§ **Problem statement**: For this exercise, write out exactly the lines of the material from the one containing "if block % PROGRESS_LOG_INTERVAL" through the end, both ends included, and nothing more.

§ **Exercise input**:
//! F34 reflash state machine.
//!
//! ```text
//! Init -> InfoRead -> FlashEnabled -> Locked ---+
//!                        ^                      |
//!                        +----------------------+
//!                     FlashEnabled -> Erased -> FirmwareWritten
//!                       -> ConfigWritten -> DisplayConfigWritten -> Finalized
//! ```
//!
//! `Locked` is visited at most once, and only when the image carries
//! lockdown data and the bootloader reports itself unlocked. The config-only
//! mode skips `InfoRead`, `Locked` and `FirmwareWritten` and erases only the
//! UI config partition.

use log::{debug, info};

use super::{Flasher, pause};
use crate::bus::{AttentionLine, RegisterBus};
use crate::error::{Error, Result};
use crate::image::FirmwareImage;
use crate::protocol::f01::{self, CoreRegisters, RESET_COMMAND, STATUS_FLASH_PROG};
use crate::protocol::f34::{self, FlashCommand, FlashGeometry, Partition, ReflashRegisters};
use crate::protocol::pdt::DeviceLayout;

/// Blocks between progress log lines.
const PROGRESS_LOG_INTERVAL: usize = 100;

/// What an upgrade rewrites.
#[derive(Debug, Clone, Copy, Default, PartialEq, Eq)]
pub enum ReflashMode {
    /// Erase everything and write firmware, config and display config.
    #[default]
    Full,
    /// Erase and rewrite the UI config and display config only.
    ConfigOnly,
}

impl ReflashMode {
    fn partitions(self) -> &'static [Partition] {
        match self {
            Self::Full => &[
                Partition::Firmware,
                Partition::Config,
                Partition::DisplayConfig,
            ],
            Self::ConfigOnly => &[Partition::Config, Partition::DisplayConfig],
        }
    }
}

/// States of the F34 reflash sequence. Each names the step just completed.
#[derive(Debug, Clone, Copy, PartialEq, Eq)]
pub enum ReflashState {
    /// Page selected, PDT scanned, image checked against the geometry.
    Init,
    /// Product ID and firmware version read.
    InfoRead,
    /// Bootloader in flash programming mode.
    FlashEnabled,
    /// Lockdown blocks written.
    Locked,
    /// Flash erased.
    Erased,
    /// Firmware blocks written.
    FirmwareWritten,
    /// UI config blocks written.
    ConfigWritten,
    /// Display config blocks written.
    DisplayConfigWritten,
    /// Controller reset into the new firmware.
    Finalized,
}

/// One F34 reflash run.
pub(super) struct ReflashRun<'f, B: RegisterBus, A: AttentionLine, P> {
    flasher: &'f mut Flasher<B, A>,
    image: FirmwareImage,
    mode: ReflashMode,
    progress: P,
    core: CoreRegisters,
    registers: ReflashRegisters,
    geometry: FlashGeometry,
    /// Last completed step; `None` until `Init` has run.
    state: Option<ReflashState>,
    locked_down: bool,
    #[cfg(test)]
    history: Vec<ReflashState>,
}

impl<'f, B, A, P> ReflashRun<'f, B, A, P>
where
    B: RegisterBus,
    A: AttentionLine,
    P: FnMut(&str, usize, usize),
{
    pub(super) fn new(
        flasher: &'f mut Flasher<B, A>,
        image: FirmwareImage,
        mode: ReflashMode,
        progress: P,
    ) -> Self {
        Self {
            flasher,
            image,
            mode,
            progress,
            core: CoreRegisters {
                query_base: 0,
                command_base: 0,
                control_base: 0,
                data_base: 0,
            },
            registers: ReflashRegisters::from_bases(0, 0),
            geometry: FlashGeometry::default(),
            state: None,
            locked_down: false,
            #[cfg(test)]
            history: Vec::new(),
        }
    }

    pub(super) fn execute(&mut self) -> Result<()> {
        while self.state != Some(ReflashState::Finalized) {
            let next = self.next_state()?;
            match next {
                ReflashState::Init => self.initialize()?,
                ReflashState::InfoRead => self.read_info()?,
                ReflashState::FlashEnabled => self.enable_flashing()?,
                ReflashState::Locked => self.lock_down()?,
                ReflashState::Erased => self.erase()?,
                ReflashState::FirmwareWritten => self.write_partition(Partition::Firmware)?,
                ReflashState::ConfigWritten => self.write_partition(Partition::Config)?,
                ReflashState::DisplayConfigWritten => {
                    self.write_partition(Partition::DisplayConfig)?;
                },
                ReflashState::Finalized => self.finalize()?,
            }
            self.enter(next);
        }

        info!("Reflash complete");
        Ok(())
    }

    fn enter(&mut self, state: ReflashState) {
        debug!("Reflash state: {:?} -> {state:?}", self.state);
        self.state = Some(state);
        #[cfg(test)]
        self.history.push(state);
    }

    fn next_state(&mut self) -> Result<ReflashState> {
        use ReflashState::{
            ConfigWritten, DisplayConfigWritten, Erased, Finalized, FirmwareWritten, FlashEnabled,
            InfoRead, Init, Locked,
        };

        let Some(state) = self.state else {
            return Ok(Init);
        };
        let next = match (state, self.mode) {
            (Init, ReflashMode::Full) => InfoRead,
            (Init, ReflashMode::ConfigOnly) | (InfoRead, _) | (Locked, _) => FlashEnabled,
            (FlashEnabled, _) => {
                if self.lockdown_pending()? {
                    Locked
                } else {
                    Erased
                }
            },
            (Erased, ReflashMode::Full) => FirmwareWritten,
            (Erased, ReflashMode::ConfigOnly) | (FirmwareWritten, _) => ConfigWritten,
            (ConfigWritten, _) => DisplayConfigWritten,
            (DisplayConfigWritten, _) | (Finalized, _) => Finalized,
        };
        Ok(next)
    }

    fn lockdown_pending(&mut self) -> Result<bool> {
        if self.mode != ReflashMode::Full || self.locked_down {
            return Ok(false);
        }
        if self.image.lockdown_data(self.geometry.block_size)?.is_none() {
            debug!("Skipping lockdown for this image");
            return Ok(false);
        }
        if !f34::is_unlocked(&mut self.flasher.bus, &self.registers)? {
            info!("Device already locked");
            self.locked_down = true;
            return Ok(false);
        }
        Ok(true)
    }

    fn initialize(&mut self) -> Result<()> {
        info!("Initializing reflash process...");
        self.flasher.select_page()?;
        self.rescan()?;
        self.image
            .check_geometry(&self.geometry, self.mode.partitions())
    }

    fn rescan(&mut self) -> Result<()> {
        let layout: DeviceLayout = self.flasher.scan()?;
        let (registers, geometry) = layout.require_reflash()?;
        if geometry.block_size == 0 {
            return Err(Error::Protocol("device reports a block size of 0".into()));
        }
        self.core = layout.require_core()?;
        self.registers = registers;
        self.geometry = geometry;
        Ok(())
    }

    fn read_info(&mut self) -> Result<()> {
        let bus = &mut self.flasher.bus;
        let product_id = f01::read_product_id(bus, &self.core)?;
        let version = f01::read_firmware_version(bus, &self.core)?;
        info!("Device product ID {product_id}, firmware {version}");
        if let Some(package_id) = f01::read_package_id(bus, &self.core)? {
            debug!("Package ID {package_id:#06x}");
        }
        Ok(())
    }

    fn enable_flashing(&mut self) -> Result<()> {
        info!("Enable reflash...");
        let status = f01::read_status(&mut self.flasher.bus, &self.core)?;
        if status & STATUS_FLASH_PROG != 0 {
            debug!("Flash programming already enabled");
            return Ok(());
        }

        self.flasher.bus.write_byte(self.core.interrupt_enable(), 0)?;
        pause(self.flasher.config.enable_settle);

        self.unlock()?;
        self.command(FlashCommand::Enable)?;
        pause(self.flasher.config.enable_command_delay);
        let timeout = self.flasher.config.attention_timeout;
        self.flasher.settle(Some(self.core), timeout)?;

        self.rescan()?;
        let version = f01::read_firmware_version(&mut self.flasher.bus, &self.core)?;
        debug!("Bootloader firmware version {version}");

        self.check_status(FlashCommand::Enable)?;
        Ok(())
    }

    fn lock_down(&mut self) -> Result<()> {
        info!("Device unlocked, writing lockdown data");
        let block_size = usize::from(self.geometry.block_size);
        let timeout = self.flasher.config.attention_timeout;

        let data = self
            .image
            .lockdown_data(self.geometry.block_size)?
            .ok_or_else(|| Error::InvalidImage("image has no lockdown data".into()))?;

        for (block, chunk) in data.chunks(block_size).enumerate() {
            let bus = &mut self.flasher.bus;
            bus.write(
                self.registers.block_number(),
                &f34::block_number_bytes(block as u16, Partition::Firmware),
            )?;
            bus.write(self.registers.block_data(), chunk)?;
            bus.write_byte(self.registers.flash_control(), FlashCommand::LockDown.opcode())?;

            self.flasher.settle(Some(self.core), timeout)?;
            f34::check_flash_status(&mut self.flasher.bus, &self.registers, FlashCommand::LockDown)?;
        }

        self.locked_down = true;
        Ok(())
    }

    fn erase(&mut self) -> Result<()> {
        self.image
            .check_geometry(&self.geometry, self.mode.partitions())?;

        let (command, timeout) = match self.mode {
            ReflashMode::Full => {
                info!("Program firmware section...");
                (FlashCommand::EraseAll, self.flasher.config.erase_all_timeout)
            },
            ReflashMode::ConfigOnly => {
                info!("Update config section...");
                (
                    FlashCommand::EraseUiConfig,
                    self.flasher.config.erase_config_timeout,
                )
            },
        };

        self.unlock()?;
        self.command(command)?;
        self.flasher.settle(Some(self.core), timeout)?;
        self.check_status(command)?;
        Ok(())
    }

    fn write_partition(&mut self, partition: Partition) -> Result<()> {
        let block_size = usize::from(self.geometry.block_size);
        let total = usize::from(self.geometry.block_count(partition));
        let command = partition.write_command();
        let timeout = self.flasher.config.config_block_timeout;
        let data = self.image.section(partition, &self.geometry)?;

        info!("Writing {} ({total} blocks)", partition.name());
        for (block, chunk) in data.chunks(block_size).enumerate() {
            let bus = &mut self.flasher.bus;
            // Firmware blocks auto-increment after the first block number.
            if partition != Partition::Firmware || block == 0 {
                bus.write(
                    self.registers.block_number(),
                    &f34::block_number_bytes(block as u16, partition),
                )?;
            }
            bus.write(self.registers.block_data(), chunk)?;
            bus.write_byte(self.registers.flash_control(), command.opcode())?;

            if partition != Partition::Firmware {
                self.flasher.settle(Some(self.core), timeout)?;
            }
            f34::check_flash_status(&mut self.flasher.bus, &self.registers, command)?;

            if block % PROGRESS_LOG_INTERVAL == 0 {
                debug!("{} block {block} / {total}", partition.name());
            }
            (self.progress)(partition.name(), block + 1, total);
        }
        info!("{} block {total} / {total}", partition.name());
        Ok(())
    }

    fn finalize(&mut self) -> Result<()> {
        info!("Finalizing reflash...");
        self.flasher
            .bus
            .write_byte(self.core.command(), RESET_COMMAND)?;

        // Reset raises two interrupts; sleep past the first.
        pause(self.flasher.config.reset_settle);
        let timeout = self.flasher.config.attention_timeout;
        self.flasher.settle(Some(self.core), timeout)?;

        self.rescan()?;
        let status = f01::read_status(&mut self.flasher.bus, &self.core)?;
        debug!("Device status after reset: {status:#04x}");

        if self.flasher.refresh_after_upgrade {
            self.flasher.refresh_display();
        }
        Ok(())
    }

    /// Read the bootloader ID and write it back.
    fn unlock(&mut self) -> Result<()> {
        let bus = &mut self.flasher.bus;
        let id = f34::read_bootloader_id(bus, &self.registers)?;
        debug!("Bootloader ID {:#06x}", u16::from_le_bytes(id));
        f34::write_bootloader_id(bus, &self.registers, id)
    }

    fn command(&mut self, command: FlashCommand) -> Result<()> {
        debug!("Flash command {command}");
        self.flasher
            .bus
            .write_byte(self.registers.flash_control(), command.opcode())
    }

    fn check_status(&mut self, command: FlashCommand) -> Result<bool> {
        f34::check_flash_status(&mut self.flasher.bus, &self.registers, command)
    }
}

§ **Result for this exercise**:
            if block % PROGRESS_LOG_INTERVAL == 0 {
                debug!("{} block {block} / {total}", partition.name());
            }
            (self.progress)(partition.name(), block + 1, total);
        }
        info!("{} block {total} / {total}", partition.name());
        Ok(())
    }

    fn finalize(&mut self) -> Result<()> {
        info!("Finalizing reflash...");
        self.flasher
            .bus
            .write_byte(self.core.command(), RESET_COMMAND)?;

        // Reset raises two interrupts; sleep past the first.
        pause(self.flasher.config.reset_settle);
        let timeout = self.flasher.config.attention_timeout;
        self.flasher.settle(Some(self.core), timeout)?;

        self.rescan()?;
        let status = f01::read_status(&mut self.flasher.bus, &self.core)?;
        debug!("Device status after reset: {status:#04x}");

        if self.flasher.refresh_after_upgrade {
            self.flasher.refresh_display();
        }
        Ok(())
    }

    /// Read the bootloader ID and write it back.
    fn unlock(&mut self) -> Result<()> {
        let bus = &mut self.flasher.bus;
        let id = f34::read_bootloader_id(bus, &self.registers)?;
        debug!("Bootloader ID {:#06x}", u16::from_le_bytes(id));
        f34::write_bootloader_id(bus, &self.registers, id)
    }

    fn command(&mut self, command: FlashCommand) -> Result<()> {
        debug!("Flash command {command}");
        self.flasher
            .bus
            .write_byte(self.registers.flash_control(), command.opcode())
    }

    fn check_status(&mut self, command: FlashCommand) -> Result<bool> {
        f34::check_flash_status(&mut self.flasher.bus, &self.registers, command)
    }
}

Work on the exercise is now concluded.